**What is needed**
If a line in the listing carries the word "AttrType", return a copy of that line.
---------------
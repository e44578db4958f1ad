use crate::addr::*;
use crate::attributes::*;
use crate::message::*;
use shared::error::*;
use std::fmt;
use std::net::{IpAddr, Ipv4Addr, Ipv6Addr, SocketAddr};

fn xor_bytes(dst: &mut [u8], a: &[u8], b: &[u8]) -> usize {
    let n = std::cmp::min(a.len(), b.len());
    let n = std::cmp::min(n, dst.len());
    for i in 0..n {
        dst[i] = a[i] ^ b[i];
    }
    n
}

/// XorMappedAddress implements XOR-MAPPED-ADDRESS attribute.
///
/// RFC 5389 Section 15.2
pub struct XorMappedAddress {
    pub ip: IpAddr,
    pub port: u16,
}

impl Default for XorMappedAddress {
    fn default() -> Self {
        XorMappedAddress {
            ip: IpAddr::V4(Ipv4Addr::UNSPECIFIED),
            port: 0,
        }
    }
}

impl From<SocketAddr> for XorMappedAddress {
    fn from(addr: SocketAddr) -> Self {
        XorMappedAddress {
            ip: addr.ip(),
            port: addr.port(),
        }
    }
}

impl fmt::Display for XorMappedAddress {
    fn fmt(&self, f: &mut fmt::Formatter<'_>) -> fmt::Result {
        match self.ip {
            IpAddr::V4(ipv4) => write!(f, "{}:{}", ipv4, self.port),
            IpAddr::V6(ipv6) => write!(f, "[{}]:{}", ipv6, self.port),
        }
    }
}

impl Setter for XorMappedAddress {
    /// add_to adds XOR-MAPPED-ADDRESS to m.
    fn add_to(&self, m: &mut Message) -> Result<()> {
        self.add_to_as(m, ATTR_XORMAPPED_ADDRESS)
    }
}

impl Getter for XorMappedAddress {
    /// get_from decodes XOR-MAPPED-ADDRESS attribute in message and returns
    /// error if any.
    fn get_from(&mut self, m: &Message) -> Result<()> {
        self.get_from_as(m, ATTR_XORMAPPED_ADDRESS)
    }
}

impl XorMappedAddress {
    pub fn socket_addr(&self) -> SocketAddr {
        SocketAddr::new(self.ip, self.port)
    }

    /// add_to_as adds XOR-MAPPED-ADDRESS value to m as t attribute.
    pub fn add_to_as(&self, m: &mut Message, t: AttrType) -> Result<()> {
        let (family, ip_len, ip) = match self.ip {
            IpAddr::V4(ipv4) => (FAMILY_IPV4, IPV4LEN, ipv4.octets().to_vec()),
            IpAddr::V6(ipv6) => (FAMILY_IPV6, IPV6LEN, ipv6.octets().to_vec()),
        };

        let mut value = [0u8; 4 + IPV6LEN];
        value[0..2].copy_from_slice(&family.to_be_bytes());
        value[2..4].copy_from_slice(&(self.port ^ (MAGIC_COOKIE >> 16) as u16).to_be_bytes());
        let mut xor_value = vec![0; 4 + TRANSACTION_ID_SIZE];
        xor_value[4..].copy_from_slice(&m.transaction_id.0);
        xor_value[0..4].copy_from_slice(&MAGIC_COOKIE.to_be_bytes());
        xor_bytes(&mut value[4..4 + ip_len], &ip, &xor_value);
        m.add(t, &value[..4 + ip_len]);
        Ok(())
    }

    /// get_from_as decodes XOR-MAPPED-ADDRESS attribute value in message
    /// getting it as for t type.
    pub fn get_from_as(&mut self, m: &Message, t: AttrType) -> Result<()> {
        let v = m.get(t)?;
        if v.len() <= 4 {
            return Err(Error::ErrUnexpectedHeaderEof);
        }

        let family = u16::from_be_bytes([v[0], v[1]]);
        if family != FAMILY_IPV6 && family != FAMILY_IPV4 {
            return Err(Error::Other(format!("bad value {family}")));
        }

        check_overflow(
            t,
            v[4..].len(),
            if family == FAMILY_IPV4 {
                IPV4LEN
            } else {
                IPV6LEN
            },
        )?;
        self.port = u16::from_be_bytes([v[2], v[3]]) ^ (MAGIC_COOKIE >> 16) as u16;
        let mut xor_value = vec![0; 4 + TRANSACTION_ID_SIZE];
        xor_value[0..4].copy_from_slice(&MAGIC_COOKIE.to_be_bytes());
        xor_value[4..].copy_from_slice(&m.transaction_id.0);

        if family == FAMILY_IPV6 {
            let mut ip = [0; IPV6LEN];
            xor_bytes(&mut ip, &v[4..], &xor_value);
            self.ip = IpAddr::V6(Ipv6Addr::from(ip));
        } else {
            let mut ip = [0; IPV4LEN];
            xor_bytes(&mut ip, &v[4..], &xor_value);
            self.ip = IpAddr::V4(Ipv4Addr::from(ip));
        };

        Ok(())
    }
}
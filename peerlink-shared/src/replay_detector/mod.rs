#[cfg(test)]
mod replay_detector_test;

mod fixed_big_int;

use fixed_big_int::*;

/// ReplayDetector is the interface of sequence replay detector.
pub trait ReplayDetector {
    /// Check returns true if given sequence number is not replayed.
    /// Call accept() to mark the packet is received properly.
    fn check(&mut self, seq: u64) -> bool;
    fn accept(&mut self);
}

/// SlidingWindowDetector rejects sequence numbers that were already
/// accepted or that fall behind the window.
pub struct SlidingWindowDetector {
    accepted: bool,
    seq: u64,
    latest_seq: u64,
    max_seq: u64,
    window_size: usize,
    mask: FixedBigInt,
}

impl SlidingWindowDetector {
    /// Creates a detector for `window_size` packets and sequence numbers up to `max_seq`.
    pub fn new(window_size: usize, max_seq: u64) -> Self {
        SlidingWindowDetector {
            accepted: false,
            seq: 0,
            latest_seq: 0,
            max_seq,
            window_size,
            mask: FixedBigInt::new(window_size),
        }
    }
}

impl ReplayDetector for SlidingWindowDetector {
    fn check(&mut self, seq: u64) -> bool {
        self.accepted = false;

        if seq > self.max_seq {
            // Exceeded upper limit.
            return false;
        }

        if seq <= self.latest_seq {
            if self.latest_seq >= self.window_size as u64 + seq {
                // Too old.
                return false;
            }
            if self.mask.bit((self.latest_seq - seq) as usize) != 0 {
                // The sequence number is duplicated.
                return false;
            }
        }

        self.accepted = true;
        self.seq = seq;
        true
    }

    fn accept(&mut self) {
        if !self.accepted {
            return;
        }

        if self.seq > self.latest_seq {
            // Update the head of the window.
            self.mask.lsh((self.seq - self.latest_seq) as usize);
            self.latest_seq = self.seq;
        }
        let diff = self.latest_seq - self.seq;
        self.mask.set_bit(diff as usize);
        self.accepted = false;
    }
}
---------------
**Solution below**
    pub fn add_to_as(&self, m: &mut Message, t: AttrType) -> Result<()> {
    pub fn get_from_as(&mut self, m: &Message, t: AttrType) -> Result<()> {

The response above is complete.